В комментариях под одним из ваших постов в фейсбуке вам задали вопрос о явном росте числа случаев внебольничной пневмонии, странным образом совпавшем с эпидемией. Вы не ответили. Мне ответите?
Человек, задавший вопрос, сослался на статистику одного из бизнес-изданий. При всем уважении к вашим коллегам-журналистам я как профессионал не готов вести медицинскую дискуссию на основании материалов непрофильной прессы.
И тем не менее каждый день вы открыто приводите статистику по ситуации в вашей больнице и каждый день среди выписавшихся фигурируют пациенты с внебольничной пневмонией. Вы не замечаете увеличения числа поступивших с таким диагнозом?
Я не могу оценивать статистический рост.
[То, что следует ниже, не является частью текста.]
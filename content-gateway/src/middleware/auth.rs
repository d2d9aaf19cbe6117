use axum::{
    extract::{FromRequestParts, Request, State},
    http::{header, request::Parts},
    middleware::Next,
    response::Response,
};
use gateway_core::error::AppError;

use crate::{AppState, models::User};

/// Hard authentication gate for content routes.
///
/// Runs before the handler body, so a request that fails auth is
/// rejected with 401 before any validation or adapter call happens —
/// an invalid token plus an invalid content_type is a 401, not a 400.
pub async fn auth_middleware(
    State(state): State<AppState>,
    mut req: Request,
    next: Next,
) -> Result<Response, AppError> {
    let token = req
        .headers()
        .get(header::AUTHORIZATION)
        .and_then(|value| value.to_str().ok())
        .and_then(|value| value.strip_prefix("Bearer "))
        .ok_or_else(|| AppError::Unauthorized(anyhow::anyhow!("Not authenticated")))?;

    let user = state.auth.verify_token(token)?;

    // Handlers pick the user up through the AuthUser extractor.
    req.extensions_mut().insert(user);

    Ok(next.run(req).await)
}

/// Extractor for the authenticated user resolved by the middleware.
pub struct AuthUser(pub User);

#[axum::async_trait]
impl<S> FromRequestParts<S> for AuthUser
where
    S: Send + Sync,
{
    type Rejection = AppError;

    async fn from_request_parts(parts: &mut Parts, _state: &S) -> Result<Self, Self::Rejection> {
        let user = parts.extensions.get::<User>().ok_or_else(|| {
            AppError::InternalError(anyhow::anyhow!(
                "Authenticated user missing from request extensions"
            ))
        })?;

        Ok(AuthUser(user.clone()))
    }
}
use std::sync::Arc;

use serde_json::{Map, Value};

use crate::dtos::content::{ContentResult, ContentStatus};
use crate::services::providers::{CompletionOptions, TextProvider};

/// Content provider adapter.
///
/// Every operation returns a [`ContentResult`] and never fails at the
/// call level: provider failures are folded into a `status=error`
/// envelope carrying the failure's description as `content`. The
/// dispatcher returns both forms with HTTP 200.
#[derive(Clone)]
pub struct ContentService {
    provider: Arc<dyn TextProvider>,
    temperature: f32,
}

impl ContentService {
    pub fn new(provider: Arc<dyn TextProvider>, temperature: f32) -> Self {
        Self {
            provider,
            temperature,
        }
    }

    /// Generate text through the completion provider.
    ///
    /// Generation is truncated at the first literal period via a stop
    /// sequence, so multi-sentence output is impossible by
    /// construction. A crude rule, but part of the contract.
    pub async fn generate_text(
        &self,
        prompt: &str,
        parameters: Option<&Map<String, Value>>,
    ) -> ContentResult {
        let final_prompt = match parameters.and_then(|p| p.get("context")) {
            Some(context) => format!(
                "Context: {}\n\nPrompt: {}",
                display_value(context),
                prompt
            ),
            None => prompt.to_string(),
        };

        let options = CompletionOptions {
            temperature: self.temperature,
            stop: vec![".".to_string()],
        };

        let echoed = parameters.cloned().unwrap_or_default();

        match self.provider.complete(&final_prompt, &options).await {
            Ok(output) => ContentResult {
                status: ContentStatus::Success,
                content: output,
                parameters: echoed,
            },
            Err(e) => {
                tracing::warn!(error = %e, "Completion provider call failed");
                ContentResult {
                    status: ContentStatus::Error,
                    content: e.to_string(),
                    parameters: echoed,
                }
            }
        }
    }

    /// Placeholder: echoes the prompt without any provider call.
    // TODO: wire up a real audio backend once one is chosen.
    pub fn generate_audio(
        &self,
        prompt: &str,
        parameters: Option<&Map<String, Value>>,
    ) -> ContentResult {
        ContentResult {
            status: ContentStatus::Success,
            content: format!("Generated audio for prompt: {}", prompt),
            parameters: parameters.cloned().unwrap_or_default(),
        }
    }

    /// Placeholder: echoes the prompt without any provider call.
    // TODO: wire up a real video backend once one is chosen.
    pub fn generate_video(
        &self,
        prompt: &str,
        parameters: Option<&Map<String, Value>>,
    ) -> ContentResult {
        ContentResult {
            status: ContentStatus::Success,
            content: format!("Generated video for prompt: {}", prompt),
            parameters: parameters.cloned().unwrap_or_default(),
        }
    }
}

/// Render a JSON parameter the way it should read inside a prompt:
/// strings bare, everything else as JSON.
fn display_value(value: &Value) -> String {
    match value.as_str() {
        Some(s) => s.to_string(),
        None => value.to_string(),
    }
}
Согласно программе борьбы с коронавирусной инфекцией, в наш госпиталь целенаправленно свозятся больные, у которых и должна быть клиническая картина внебольничной пневмонии. Именно в связи с этим они причислены к группе максимального риска инфицирования коронавирусом. Поэтому данные, которые я представляю по Коммунарке, никак нельзя считать репрезентативными, нельзя их экстраполировать на ситуацию по Москве в целом и тем более по стране.
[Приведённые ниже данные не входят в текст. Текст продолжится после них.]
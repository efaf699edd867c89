//! In-memory station collection and its on-disk persistence.

use std::{fs, io, path::Path};

use anyhow::{Context, Result};
use serde_json::Value;
use tracing::{info, warn};

use crate::{codec, station::Station};

/// Default file stations are read from and written to.
pub const DEFAULT_STATIONS_FILE: &str = "stations.json";

/// Result of a load attempt that did not fail outright.
#[derive(Debug, Clone, Copy, PartialEq, Eq)]
pub enum LoadOutcome {
    /// The file was read and replaced the collection with this many stations.
    Loaded(usize),
    /// The file does not exist; the collection was left untouched.
    Missing,
}

/// Ordered collection of stations owned by the command loop.
#[derive(Debug, Default)]
pub struct StationStore {
    stations: Vec<Station>,
}

impl StationStore {
    /// Create an empty store.
    pub fn new() -> Self {
        Self::default()
    }

    /// Append a finished station.
    pub fn push(&mut self, station: Station) {
        self.stations.push(station);
    }

    /// All stations in insertion order.
    pub fn stations(&self) -> &[Station] {
        &self.stations
    }

    /// Number of stations held.
    pub fn len(&self) -> usize {
        self.stations.len()
    }

    /// Whether the store holds no stations.
    pub fn is_empty(&self) -> bool {
        self.stations.is_empty()
    }

    /// Render every station prefixed by its index.
    pub fn listing(&self) -> String {
        self.stations
            .iter()
            .enumerate()
            .map(|(index, station)| format!("{index}) {station}\n"))
            .collect()
    }

    /// Replace the collection with the stations stored at `path`.
    ///
    /// A missing file is reported as [`LoadOutcome::Missing`]. Any read or
    /// decode failure is returned and leaves the collection unchanged.
    pub fn load_from(&mut self, path: impl AsRef<Path>) -> Result<LoadOutcome> {
        let path = path.as_ref();
        let content = match fs::read_to_string(path) {
            Ok(content) => content,
            Err(err) if err.kind() == io::ErrorKind::NotFound => {
                warn!("Station file {} not found", path.display());
                return Ok(LoadOutcome::Missing);
            }
            Err(err) => {
                return Err(err).with_context(|| format!("failed to read {}", path.display()))
            }
        };

        let document: Value = serde_json::from_str(&content)
            .with_context(|| format!("failed to parse {}", path.display()))?;
        let stations = codec::list_from_value(&document)
            .with_context(|| format!("{} does not contain a valid station list", path.display()))?;

        self.stations = stations;
        info!(count = self.stations.len(), "Loaded stations from {}", path.display());
        Ok(LoadOutcome::Loaded(self.stations.len()))
    }

    /// Overwrite `path` with every station, returning how many were written.
    pub fn write_to(&self, path: impl AsRef<Path>) -> Result<usize> {
        let path = path.as_ref();
        if let Some(parent) = path.parent().filter(|parent| !parent.as_os_str().is_empty()) {
            fs::create_dir_all(parent)
                .with_context(|| format!("failed to create {}", parent.display()))?;
        }
        let document = codec::list_to_value(&self.stations);
        let mut serialised =
            codec::to_pretty_string(&document).context("failed to serialise stations")?;
        serialised.push('\n');
        fs::write(path, serialised)
            .with_context(|| format!("failed to write {}", path.display()))?;
        info!(count = self.stations.len(), "Wrote stations to {}", path.display());
        Ok(self.stations.len())
    }
}

#[cfg(test)]
mod tests {
    use super::*;
    use crate::{
        error::StationError,
        models::{CommDevice, DockingPortSize, OrbitedBody},
        station::StationBuilder,
    };
    use serde_json::json;
    use tempfile::tempdir;

    fn sample_store() -> Result<StationStore> {
        let mut store = StationStore::new();
        store.push(
            StationBuilder::new("KSS-1")?
                .set_name("Kerbin Orbital")
                .add_docking_ports(2, DockingPortSize::Small)
                .add_comms_device(CommDevice::Communotron16)
                .add_kerbal("Jebediah")
                .build(),
        );
        store.push(
            StationBuilder::new("KSS-2")?
                .set_orbiting_body(OrbitedBody::Duna)
                .set_active(false)
                .build(),
        );
        Ok(store)
    }

    #[test]
    fn write_then_load_round_trip() -> Result<()> {
        let dir = tempdir()?;
        let path = dir.path().join("stations.json");
        let store = sample_store()?;

        assert_eq!(store.write_to(&path)?, 2);
        let text = fs::read_to_string(&path)?;
        assert!(text.starts_with("[\n    {\n        \""));
        assert!(text.ends_with("]\n"));

        let mut loaded = StationStore::new();
        assert_eq!(loaded.load_from(&path)?, LoadOutcome::Loaded(2));
        assert_eq!(loaded.stations(), store.stations());
        Ok(())
    }

    #[test]
    fn write_creates_parent_directories() -> Result<()> {
        let dir = tempdir()?;
        let path = dir.path().join("nested").join("stations.json");
        sample_store()?.write_to(&path)?;
        assert!(path.exists());
        Ok(())
    }

    #[test]
    fn missing_file_leaves_collection_untouched() -> Result<()> {
        let dir = tempdir()?;
        let mut store = sample_store()?;
        let outcome = store.load_from(dir.path().join("absent.json"))?;
        assert_eq!(outcome, LoadOutcome::Missing);
        assert_eq!(store.len(), 2);

        let mut empty = StationStore::new();
        assert_eq!(
            empty.load_from(dir.path().join("absent.json"))?,
            LoadOutcome::Missing
        );
        assert!(empty.is_empty());
        Ok(())
    }

    #[test]
    fn malformed_file_is_an_error_and_keeps_collection() -> Result<()> {
        let dir = tempdir()?;
        let path = dir.path().join("stations.json");
        let mut document = codec::list_to_value(sample_store()?.stations());
        if let Some(object) = document[1].as_object_mut() {
            object.remove("kerbals");
        }
        fs::write(&path, document.to_string())?;

        let mut store = StationStore::new();
        store.push(StationBuilder::new("keep-me")?.build());
        let err = store.load_from(&path).unwrap_err();

        let station_err = err
            .downcast_ref::<StationError>()
            .expect("expected a station error");
        assert!(matches!(station_err, StationError::Record { index: 1, .. }));
        assert!(format!("{err:#}").contains("missing field `kerbals`"));
        assert_eq!(store.len(), 1);
        assert_eq!(store.stations()[0].id(), "keep-me");
        Ok(())
    }

    #[test]
    fn invalid_json_is_an_error() -> Result<()> {
        let dir = tempdir()?;
        let path = dir.path().join("stations.json");
        fs::write(&path, "[{\"id\": ")?;
        let mut store = StationStore::new();
        assert!(store.load_from(&path).is_err());

        fs::write(&path, json!({"id": "x"}).to_string())?;
        assert!(store.load_from(&path).is_err());
        Ok(())
    }

    #[test]
    fn empty_array_loads_zero_stations() -> Result<()> {
        let dir = tempdir()?;
        let path = dir.path().join("stations.json");
        fs::write(&path, "[]")?;
        let mut store = sample_store()?;
        assert_eq!(store.load_from(&path)?, LoadOutcome::Loaded(0));
        assert!(store.is_empty());
        Ok(())
    }

    #[test]
    fn listing_prefixes_index() -> Result<()> {
        let listing = sample_store()?.listing();
        assert!(listing.starts_with("0) Station Information\n"));
        assert!(listing.contains("1) Station Information\n\nStation ID: KSS-2\n"));
        Ok(())
    }
}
Как вы относитесь к провозглашенной британским правительством схеме действий «пусть заболеют все, кому суждено заболеть, так мы быстрее достигнем популяционного барьера инфекции»?
А если не достигнем? Ведь до сих пор нет никаких доказательств, что приобретенный иммунитет у переболевших предотвращает повторное инфицирование. Сейчас очень важно проследить, является ли снижение заболеваемости в Китае стабильным или китайцев ждет новая вспышка в июле-августе. Знаете, говорят: «Смелый рискует жизнью, но только очень смелый рискует своей». Мне кажется, решение британского руководства — риск чужими жизнями. Я рад, что у российского здравоохранения совершенно иной подход.
Ваш прогноз по развитию ситуации с коронавирусом? Есть ли сегодня основания для оптимизма?
Прогноза нет. А основанием для оптимизма может быть только тот факт, что, работая 16 дней в режиме пандемии, госпитализировав почти полтысячи пациентов, мы не наблюдаем ни нехватки койко-мест, ни невозможности оказания оперативной помощи, ни ситуаций выбора — кого забирать в реанимацию, а кого нет. Но мы не успокаиваемся: команда московских главврачей, команда городского штаба по борьбе с коронавирусом делает все, чтобы нарастить мощности и усилия. Перепрофилируются очередные больницы, обучается персонал — в этой ситуации лучше проявить излишнюю бдительность. Да, она обернется финансовыми затратами, но человеческие жизни дороже. Мне кажется, сейчас тот момент, когда стоит перестать ругать московское здравоохранение и сказать: «Ребята, вы выкладываетесь по максимуму и идете на пару шагов впереди вируса. По крайней мере — пока».